Task instructions
Every line in the data below that includes "Internal" belongs in the answer, copied as it stands.

Task material
====================

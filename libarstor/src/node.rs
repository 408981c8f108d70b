//! CSI Node service trait.
//!
//! The Node service runs on each worker and turns an array file into
//! something a Pod can use:
//!
//! 1. **Stage**: attach a loop device and mount its filesystem at a global
//!    staging path (filesystem volumes only).
//! 2. **Publish**: bind-mount the staging path, or the loop device itself
//!    for block volumes, into the Pod's target path.
//! 3. **Unpublish**: remove the bind mount.
//! 4. **Unstage**: unmount the staging path and detach the loop device.

use async_trait::async_trait;

use crate::error::CsiError;
use crate::types::{
    NodeCapability, NodeExpandVolumeRequest, NodeInfo, NodePublishVolumeRequest,
    NodeStageVolumeRequest, VolumeId,
};

/// Node service: loop devices and local mounts.
#[async_trait]
pub trait CsiNode: Send + Sync {
    /// Stage a volume at its global staging path.
    ///
    /// This is idempotent: staging an already-staged volume succeeds.
    async fn stage_volume(&self, req: NodeStageVolumeRequest) -> Result<(), CsiError>;

    /// Unstage a volume and release its loop device.
    ///
    /// This is idempotent: unstaging an already-unstaged volume succeeds.
    async fn unstage_volume(
        &self,
        volume_id: &VolumeId,
        staging_target_path: &str,
    ) -> Result<(), CsiError>;

    /// Publish a volume into the container path.  Inline ephemeral volumes
    /// are created here.
    ///
    /// This is idempotent for the same `target_path`.
    async fn publish_volume(&self, req: NodePublishVolumeRequest) -> Result<(), CsiError>;

    /// Unpublish a volume; inline ephemeral volumes are deleted here.
    ///
    /// This is idempotent.
    async fn unpublish_volume(
        &self,
        volume_id: &VolumeId,
        target_path: &str,
    ) -> Result<(), CsiError>;

    /// Grow the filesystem of a mounted volume after a controller expand.
    async fn node_expand_volume(&self, req: NodeExpandVolumeRequest) -> Result<(), CsiError>;

    /// Return information about the node on which this service is running.
    async fn get_info(&self) -> Result<NodeInfo, CsiError>;

    async fn node_get_capabilities(&self) -> Result<Vec<NodeCapability>, CsiError>;
}
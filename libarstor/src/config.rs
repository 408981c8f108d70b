//! Plugin configuration.
//!
//! Loaded by the binary from flags and an optional YAML file; every field
//! has a default so a partial file is enough.

use std::net::SocketAddr;
use std::path::PathBuf;
use std::time::Duration;

use serde::{Deserialize, Serialize};
use tracing::info;

use crate::allocator::ShardKind;
use crate::backoff::Backoff;
use crate::error::CsiError;

/// Driver name reported by `GetPluginInfo`.
pub const DEFAULT_DRIVER_NAME: &str = "rk8s.arstor.csi";

#[derive(Debug, Clone, PartialEq, Serialize, Deserialize)]
#[serde(default)]
pub struct ArStorConfig {
    /// Where the array share is mounted on this node.
    pub mount_point: PathBuf,
    /// Share name; with `mount_hash_dir` the share is mounted one level
    /// deeper, at `<mount_point>/<shares>`.
    pub shares: String,
    pub mount_hash_dir: bool,
    /// Docker container running the array tooling.
    pub container: String,
    pub driver_name: String,
    pub node_id: String,
    /// Publish volumes inline when the volume context does not say.
    pub ephemeral: bool,
    /// Reported in `NodeGetInfo`; 0 means unlimited.
    pub max_volumes_per_node: u64,
    /// QUIC listen address.
    pub listen: SocketAddr,
    /// Workers running the lost loop device sweep; 0 disables it.
    pub sweep_workers: usize,
    pub sweep_period_secs: u64,
    /// Readiness polling schedule.
    pub backoff: Backoff,
}

impl Default for ArStorConfig {
    fn default() -> Self {
        Self {
            mount_point: PathBuf::from("/arstor"),
            shares: String::new(),
            mount_hash_dir: false,
            container: "mxsp".to_owned(),
            driver_name: DEFAULT_DRIVER_NAME.to_owned(),
            node_id: String::new(),
            ephemeral: false,
            max_volumes_per_node: 0,
            listen: SocketAddr::from(([0, 0, 0, 0], 7443)),
            sweep_workers: 1,
            sweep_period_secs: 60,
            backoff: Backoff::default(),
        }
    }
}

impl ArStorConfig {
    /// Local root of the array namespace.
    pub fn mount_path(&self) -> Result<PathBuf, CsiError> {
        if !self.mount_hash_dir {
            return Ok(self.mount_point.clone());
        }
        if self.shares.is_empty() {
            return Err(CsiError::InvalidArgument(
                "mount_hash_dir needs a shares name".into(),
            ));
        }
        Ok(self.mount_point.join(&self.shares))
    }

    pub fn sweep_period(&self) -> Duration {
        Duration::from_secs(self.sweep_period_secs.max(1))
    }

    pub fn validate(&self) -> Result<(), CsiError> {
        if self.node_id.is_empty() {
            return Err(CsiError::InvalidArgument("node_id must be set".into()));
        }
        if self.container.is_empty() {
            return Err(CsiError::InvalidArgument("container must be set".into()));
        }
        self.mount_path().map(|_| ())
    }

    /// Check the mount exists and create the volume and snapshot bases.
    pub async fn prepare_namespace(&self) -> Result<PathBuf, CsiError> {
        let root = self.mount_path()?;
        match tokio::fs::metadata(&root).await {
            Ok(meta) if meta.is_dir() => {}
            _ => {
                return Err(CsiError::Internal(format!(
                    "array mount point {} does not exist",
                    root.display()
                )));
            }
        }
        for kind in [ShardKind::Volume, ShardKind::Snapshot] {
            let base = root.join(kind.base().trim_start_matches('/'));
            tokio::fs::create_dir_all(&base)
                .await
                .map_err(|e| CsiError::Internal(format!("create {}: {e}", base.display())))?;
        }
        info!(root = %root.display(), "array namespace ready");
        Ok(root)
    }
}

====================

Task output
                return Err(CsiError::Internal(format!(
                .map_err(|e| CsiError::Internal(format!("create {}: {e}", base.display())))?;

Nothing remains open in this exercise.